- Born: 1946 (age 79–80)
- Education: Harvard University (BA) San Francisco State University (MA)
- Occupations: Poet, artist
- Relatives: Anthony B. Akers (father) Andra Akers (sister) John Russell Pope (grandfather) William Ellery

= Ellery Akers =

American writer and artist

Ellery Akers (born 1946) is an American writer and artist living on the Northern California coast. She is the author of three poetry collections: Swerve: Environmentalism, Feminism, and Resistance; Practicing the Truth and Knocking on the Earth, as well as a children's novel, Sarah’s Waterfall.

== Early life and education ==
Akers is the daughter of Anthony B. Akers, an attorney and diplomat who served as U.S. Ambassador to New Zealand during the Kennedy Administration. Her maternal grandfather was architect John Russell Pope. Her sister, Andra Akers, was a character actress. Akers is a distant relative of William Ellery, a jurist and signer of the United States Declaration of Independence. Ellery received a B.A. from Radcliffe College and an M.A. from San Francisco State University.

== Career ==
Akers has won thirteen national writing awards, including the 2014 Autumn House Poetry Prize, the John Masefield Award, the Poetry International Prize, and Sierra magazine's Nature Writing Award.

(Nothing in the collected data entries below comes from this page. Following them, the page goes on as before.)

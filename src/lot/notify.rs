//! Capacity-change observers
//!
//! A lot calls every registered [`Notifiable`] once when it becomes full and
//! once when it stops being full. Calls happen after the park or unpark has
//! been applied, so an observer can only see the new state.

use crate::domain::LotId;
use std::cell::RefCell;
use std::fmt;
use tracing::info;

/// Receiver of full/available transitions
pub trait Notifiable {
    fn notify_full(&self, lot: LotId);
    fn notify_available(&self, lot: LotId);
}

/// A single capacity transition
#[derive(Debug, Clone, Copy, PartialEq, Eq)]
pub enum CapacityEvent {
    Full(LotId),
    Available(LotId),
}

impl fmt::Display for CapacityEvent {
    fn fmt(&self, f: &mut fmt::Formatter<'_>) -> fmt::Result {
        match self {
            CapacityEvent::Full(lot) => write!(f, "{} is full", lot),
            CapacityEvent::Available(lot) => write!(f, "{} has space available", lot),
        }
    }
}

/// Writes transitions to the log under a display name
#[derive(Debug)]
pub struct LoggingNotifier {
    name: String,
}

impl LoggingNotifier {
    pub fn new(name: impl Into<String>) -> Self {
        Self { name: name.into() }
    }
}

impl Notifiable for LoggingNotifier {
    fn notify_full(&self, lot: LotId) {
        info!(observer = %self.name, %lot, "lot is full");
    }

    fn notify_available(&self, lot: LotId) {
        info!(observer = %self.name, %lot, "lot has space available");
    }
}

/// Buffers transitions until the owner drains them
#[derive(Debug, Default)]
pub struct EventRecorder {
    events: RefCell<Vec<CapacityEvent>>,
}

impl EventRecorder {
    pub fn new() -> Self {
        Self::default()
    }

    /// Take every event recorded so far, oldest first
    pub fn drain(&self) -> Vec<CapacityEvent> {
        self.events.take()
    }

    pub fn len(&self) -> usize {
        self.events.borrow().len()
    }

    pub fn is_empty(&self) -> bool {
        self.events.borrow().is_empty()
    }
}

impl Notifiable for EventRecorder {
    fn notify_full(&self, lot: LotId) {
        self.events.borrow_mut().push(CapacityEvent::Full(lot));
    }

    fn notify_available(&self, lot: LotId) {
        self.events.borrow_mut().push(CapacityEvent::Available(lot));
    }
}

#[cfg(test)]
mod tests {
    use super::*;

    #[test]
    fn test_recorder_drains_in_order() {
        let recorder = EventRecorder::new();
        let lot = LotId::next();

        recorder.notify_full(lot);
        recorder.notify_available(lot);
        assert_eq!(recorder.len(), 2);

        let events = recorder.drain();
        assert_eq!(
            events,
            vec![CapacityEvent::Full(lot), CapacityEvent::Available(lot)]
        );
        assert!(recorder.is_empty());
    }

    #[test]
    fn test_event_display() {
        let lot = LotId::next();
        assert_eq!(
            CapacityEvent::Full(lot).to_string(),
            format!("{} is full", lot)
        );
    }
}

Her poetry has been featured on National Public Radio and American Life in Poetry and has appeared in such journals as The American Poetry Review, New York Times Magazine and The Sun.

She has taught writing at Cabrillo College, Humboldt State University, Skyline College, Community of Writers, and Foothill College. She has also taught private poetry workshops. Among her honors are fellowships from the MacDowell Colony, Ucross Foundation, and Headlands Center for the Arts.

== Works ==
- Swerve: Environmentalism, Feminism, and Resistance, Blue Light Press (January 24, 2020)
- Practicing the Truth, Autumn House Press, 2015 ISBN
- Sarah's Waterfall: A Healing Story About Sexual Abuse, Safer Society Press, 2009 ISBN
- Knocking on the Earth, Wesleyan University Press, 1989, ISBN

== Anthologies ==
- The Place That Inhabits Us, Sixteen Rivers Press, 2010
- Short Takes: Model Essays for Composition, Elizabeth Penfield, Longman, 2006
- Inventions of Farewell: A Book of Elegies, Sandra M. Gilbert, Norton, 2001
- Stories From Where We Live: The California Coast, Sara St. Antoine, Milkweed, 2001
- Intimate Nature: The Bond Between Women and Animals, Linda Hogan, Deena Metzger, and Brenda Peterson, Ballantine, 1998.